Al Hijri’s personal gratification did not last for long, however. Soon after his lecture, he was suspended from all religious activity after advising against allowing women to drive in a speech that contained comments “diminishing human value,” a spokesman for the governor of Assir province said.

The sanction imposed on Al Hijri by the authorities “is a sign that the platforms of preaching will not be used to undermine the values of equality, justice ,and respect for women inherent to Islam,” said the spokesman.

“Anyone who uses these preaching platforms in the future to violate these values will be suspended,” he said.

His statements also sparked outrage on social media, where citizens pointed out out the absurdity and misogyny of the cleric’s discourse.
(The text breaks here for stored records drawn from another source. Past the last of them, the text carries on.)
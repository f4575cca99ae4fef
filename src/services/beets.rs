//! beets auto-tagger integration
//!
//! Resolves the beets config from a template and runs `beet import` as a
//! subprocess, optionally dropping privileges to the configured identity.
//! Failures carry the captured stderr for diagnostics.
//!
//! Known edge: beets appends a numeric suffix to a filename when its own
//! database already has a matching entry, so repeated imports of the same
//! archive produce duplicate-looking files. Resetting the beets database
//! is the documented recovery path.

use std::io::{self, Write};
use std::os::unix::fs::PermissionsExt;
use std::path::{Path, PathBuf};
use std::time::Duration;

use tempfile::NamedTempFile;
use thiserror::Error;
use tracing::debug;

use crate::config::BeetsConfig;

/// Placeholder in the config template replaced with the music library root.
pub const MUSIC_DIR_PLACEHOLDER: &str = "{{music_dir}}";
/// Placeholder replaced with the beets state directory (database, logs).
pub const BEETS_DIR_PLACEHOLDER: &str = "{{beets_dir}}";

const IMPORT_TIMEOUT: Duration = Duration::from_secs(300);

/// beets invocation errors
#[derive(Debug, Error)]
pub enum BeetsError {
    /// Tagger binary not found in PATH
    #[error("beets binary `{0}` not found (is beets installed?)")]
    BinaryNotFound(String),

    /// Non-zero exit, with captured diagnostics
    #[error("beets import failed: {0}")]
    ImportFailed(String),

    /// Import exceeded the timeout
    #[error("beets import timed out after {0} seconds")]
    Timeout(u64),

    /// Config template could not be read
    #[error("beets config template `{0}` could not be read: {1}")]
    Template(PathBuf, io::Error),

    /// I/O error (temp file, subprocess plumbing)
    #[error("IO error: {0}")]
    Io(#[from] io::Error),
}

/// Substitute the template placeholders with the configured paths.
pub fn render_config(template: &str, music_dir: &Path, beets_dir: &Path) -> String {
    template
        .replace(MUSIC_DIR_PLACEHOLDER, &music_dir.display().to_string())
        .replace(BEETS_DIR_PLACEHOLDER, &beets_dir.display().to_string())
}

/// Read the config template, substitute placeholders, and write the
/// result to a temp file readable by the unprivileged identity. The file
/// is deleted when the returned handle drops.
pub fn resolve_config(beets: &BeetsConfig, music_dir: &Path) -> Result<NamedTempFile, BeetsError> {
    let template = std::fs::read_to_string(&beets.config_template)
        .map_err(|e| BeetsError::Template(beets.config_template.clone(), e))?;
    let rendered = render_config(&template, music_dir, &beets.data_dir);

    let mut file = NamedTempFile::new()?;
    file.write_all(rendered.as_bytes())?;
    file.flush()?;

    // beets may drop privileges; the resolved config must stay readable.
    let mut perms = file.as_file().metadata()?.permissions();
    perms.set_mode(0o644);
    file.as_file().set_permissions(perms)?;

    debug!(path = %file.path().display(), "beets config resolved");
    Ok(file)
}

/// Run `beet --config <config> import <source_dir>` and capture output.
pub async fn import(
    beets: &BeetsConfig,
    config_path: &Path,
    source_dir: &Path,
) -> Result<String, BeetsError> {
    let mut cmd = tokio::process::Command::new(&beets.command);
    cmd.arg("--config")
        .arg(config_path)
        .arg("import")
        .arg(source_dir)
        .kill_on_drop(true);
    if let Some(run_as) = beets.run_as {
        cmd.uid(run_as.uid).gid(run_as.gid);
    }

    let output = match tokio::time::timeout(IMPORT_TIMEOUT, cmd.output()).await {
        Ok(Ok(output)) => output,
        Ok(Err(err)) if err.kind() == io::ErrorKind::NotFound => {
            return Err(BeetsError::BinaryNotFound(beets.command.clone()))
        }
        Ok(Err(err)) => return Err(BeetsError::Io(err)),
        Err(_) => return Err(BeetsError::Timeout(IMPORT_TIMEOUT.as_secs())),
    };

    if output.status.success() {
        let stdout = String::from_utf8_lossy(&output.stdout).trim().to_string();
        Ok(if stdout.is_empty() {
            "Beets import complete.".to_string()
        } else {
            stdout
        })
    } else {
        let stderr = String::from_utf8_lossy(&output.stderr).trim().to_string();
        Err(BeetsError::ImportFailed(if stderr.is_empty() {
            format!("exit status {}", output.status)
        } else {
            stderr
        }))
    }
}
//! Shared helpers for integration tests
#![allow(dead_code)]

use std::io::{Cursor, Write};
use std::path::Path;
use std::sync::atomic::{AtomicUsize, Ordering};
use std::sync::Arc;
use std::time::Duration;

use axum::body::Body;
use axum::http::Request;
use axum::response::Response;
use base64::{engine::general_purpose, Engine as _};
use http_body_util::BodyExt;
use serde_json::Value;
use zip::write::SimpleFileOptions;

use dropzone::config::{BeetsConfig, Config, Credentials, NavidromeConfig};

pub const USERNAME: &str = "admin";
pub const PASSWORD: &str = "secret";
pub const BOUNDARY: &str = "dropzone-test-boundary";

/// Config rooted in a temp directory. Beets is stubbed with /bin/true
/// and Navidrome points at the discard port; tests override as needed.
pub fn test_config(root: &Path) -> Config {
    Config {
        bind: "127.0.0.1:0".parse().unwrap(),
        credentials: Credentials {
            username: USERNAME.into(),
            password: PASSWORD.into(),
        },
        music_dir: root.join("music"),
        books_dir: root.join("books"),
        inbox_dir: root.join("inbox"),
        snippets_file: root.join("notes/snippets.txt"),
        beets: BeetsConfig {
            command: "/bin/true".into(),
            config_template: root.join("beets/config.yaml"),
            data_dir: root.join("beets/state"),
            run_as: None,
        },
        navidrome: NavidromeConfig {
            base_url: "http://127.0.0.1:9".into(),
            username: "admin".into(),
            password: String::new(),
        },
    }
}

/// Create the target directories and a beets config template, as the
/// startup checks would in production.
pub fn setup_dirs(config: &Config) {
    dropzone::startup::ensure_dirs(config).unwrap();
    std::fs::write(
        &config.beets.config_template,
        "directory: {{music_dir}}\nlibrary: {{beets_dir}}/library.db\n",
    )
    .unwrap();
}

pub enum Part<'a> {
    Text {
        name: &'a str,
        value: &'a str,
    },
    File {
        name: &'a str,
        filename: &'a str,
        content: &'a [u8],
    },
}

pub fn multipart_body(parts: &[Part<'_>]) -> Vec<u8> {
    let mut body = Vec::new();
    for part in parts {
        body.extend_from_slice(format!("--{BOUNDARY}\r\n").as_bytes());
        match part {
            Part::Text { name, value } => {
                body.extend_from_slice(
                    format!("Content-Disposition: form-data; name=\"{name}\"\r\n\r\n").as_bytes(),
                );
                body.extend_from_slice(value.as_bytes());
            }
            Part::File {
                name,
                filename,
                content,
            } => {
                body.extend_from_slice(
                    format!(
                        "Content-Disposition: form-data; name=\"{name}\"; filename=\"{filename}\"\r\n\
                         Content-Type: application/octet-stream\r\n\r\n"
                    )
                    .as_bytes(),
                );
                body.extend_from_slice(content);
            }
        }
        body.extend_from_slice(b"\r\n");
    }
    body.extend_from_slice(format!("--{BOUNDARY}--\r\n").as_bytes());
    body
}

pub fn upload_request(auth: Option<(&str, &str)>, parts: &[Part<'_>]) -> Request<Body> {
    let mut builder = Request::builder()
        .method("POST")
        .uri("/upload")
        .header(
            "content-type",
            format!("multipart/form-data; boundary={BOUNDARY}"),
        );
    if let Some((user, pass)) = auth {
        builder = builder.header(
            "authorization",
            format!(
                "Basic {}",
                general_purpose::STANDARD.encode(format!("{user}:{pass}"))
            ),
        );
    }
    builder.body(Body::from(multipart_body(parts))).unwrap()
}

pub fn authed() -> Option<(&'static str, &'static str)> {
    Some((USERNAME, PASSWORD))
}

pub async fn body_json(response: Response) -> Value {
    let bytes = response.into_body().collect().await.unwrap().to_bytes();
    serde_json::from_slice(&bytes).unwrap()
}

/// Build an in-memory zip containing the given files.
pub fn make_zip(files: &[(&str, &[u8])]) -> Vec<u8> {
    let mut buf = Cursor::new(Vec::new());
    let mut writer = zip::ZipWriter::new(&mut buf);
    for (name, content) in files {
        writer.start_file(*name, SimpleFileOptions::default()).unwrap();
        writer.write_all(content).unwrap();
    }
    writer.finish().unwrap();
    buf.into_inner()
}

/// Sorted file names in a directory.
pub fn dir_names(dir: &Path) -> Vec<String> {
    let mut names: Vec<String> = std::fs::read_dir(dir)
        .unwrap()
        .map(|e| e.unwrap().file_name().to_string_lossy().into_owned())
        .collect();
    names.sort();
    names
}

/// Listener that counts incoming connections and closes them
/// immediately. Stands in for Navidrome when tests only care whether a
/// rescan was attempted.
pub async fn counting_listener() -> (String, Arc<AtomicUsize>) {
    let listener = tokio::net::TcpListener::bind("127.0.0.1:0").await.unwrap();
    let port = listener.local_addr().unwrap().port();
    let count = Arc::new(AtomicUsize::new(0));
    let counter = count.clone();
    tokio::spawn(async move {
        loop {
            match listener.accept().await {
                Ok((socket, _)) => {
                    counter.fetch_add(1, Ordering::SeqCst);
                    drop(socket);
                }
                Err(_) => break,
            }
        }
    });
    (format!("http://127.0.0.1:{port}"), count)
}

/// Wait until the counter reaches `expected`, or give up after ~2s.
pub async fn wait_for_count(count: &AtomicUsize, expected: usize) -> usize {
    for _ in 0..40 {
        let seen = count.load(Ordering::SeqCst);
        if seen >= expected {
            return seen;
        }
        tokio::time::sleep(Duration::from_millis(50)).await;
    }
    count.load(Ordering::SeqCst)
}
Twitter users shared the video, with many criticising it and making jokes about his sexist remarks, under the Arabic hashtag “Al-Hijri-women-quarter-brain,” which was used 119,000 times in just 24 hours.

Some users posted pictures of Saudi female scientists and academics in response and questioned Al Hijri’s own intellectual capacities.

[Incomplete brains, incomplete faith, incomplete member, this nonsense is useless, women will drive and your hearsay will be thrown in history’s trash]

[Have you no shame speaking about your mothers in such way?]

[I swear to God those who have a quarter of a brain are you and your likes who handed you platforms to deliver hardline views. It is the woman who raises man and she is the core of success]

Meanwhile, supporters of the cleric used the hashtag, “Al-Hijri is with the woman, not against her,” with 20,000 tweets in 24 hours.

[Our Sheikh Saad al-Hijri is careful about our daughters and sisters. He did not make a mistake that required his suspension. O governor of Assir, fear God and do not obey the secularists]

[I am a woman and what the sheikh said is correct. The brain of the woman is completely different from that of the man because the woman’s brain is often associated with emotion.]

Saudi Arabia, an absolutist monarchy which controversially has seats on the UN Human Rights Council and the Women’s Rights Commission, has long been criticized for its treatment of women.

Women remain banned from driving in the kingdom despite ambitious government targets to increase their public role, especially in the workforce. The ultra-conservative kingdom has some of the world’s tightest restrictions on women, who are bound by law to wear long robes and a headscarf and require the consent of a male guardian for most legal actions, including to study and travel.